The Price of Vampire Power

By Brianne McCleary

Below is an excellent video from GOODMagazine on the costs of Vampire Power. I have summarized the key points below but you can watch the original video at the bottom.

What is Vampire Power?
Even when household appliances are turned off, most are still using some electricity. Appliances are either in passive standby mode (the clock on the stove and microwave is still on) or active standby mode (the DVR is off, but programmed to record something. This is called vampire energy, phantom energy or wasted standby power.

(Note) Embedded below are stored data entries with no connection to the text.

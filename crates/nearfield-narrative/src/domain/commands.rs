//! Commands for the Near-Field Interaction context.

use nearfield_core::action::ActionType;
use nearfield_core::command::Command;
use uuid::Uuid;

/// Command to advance a traversal by one protocol step.
#[derive(Debug, Clone)]
pub struct Advance {
    /// The correlation ID for tracing.
    pub correlation_id: Uuid,
    /// The player session owning the traversal.
    pub session_id: Uuid,
    /// The story being traversed.
    pub story_id: String,
    /// The scene the action targets.
    pub scene_id: String,
    /// The action issued by the caller.
    pub action: ActionType,
    /// Player free text, only meaningful for `INTERACT`.
    pub turn_input: Option<String>,
}

impl Command for Advance {
    fn command_type(&self) -> &'static str {
        "nearfield.advance"
    }

    fn correlation_id(&self) -> Uuid {
        self.correlation_id
    }
}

How much energy do running appliances use?
- A 60 watt lightbulb kept on over a week costs about $1.
- Running a vacuum costs 17 cents per hour.
- Doing 5 loads of laundry costs about 20 cents

How much energy is wasted by Vampire Power?
Each American household has on average 20 - 40 devices that sap precious energy, even when not in use. Common offenders include desktop computers (33.5 Watts - $34 / year), microwaves (70 watt hours per day, enough to pop a bag of popcorn!) and even seemingly harmless rechargeable toothbrushes sap (1.4 watts / $1.50 per year).

It all adds up!
The average standby consumption of an American home in 2005 totals about $92 per month or the equivalent of one month's electricity bill.

Vampire energy is costing America about $4 billion per year and accounts for 1% of our global CO2 emissions!

What can we all do to reduce Vampire Energy?
- A smart power strip can cut the energy to multiple appliances with a single switch.
- The government backed Energy Star program tells you about appliances that use energy more efficiently and reduce total standby power consumption by over 70%.
- If we all followed this advice, we could reduce CO2 emissions by 0.5%, which is the equivalent of removing 18 million cars from American roads.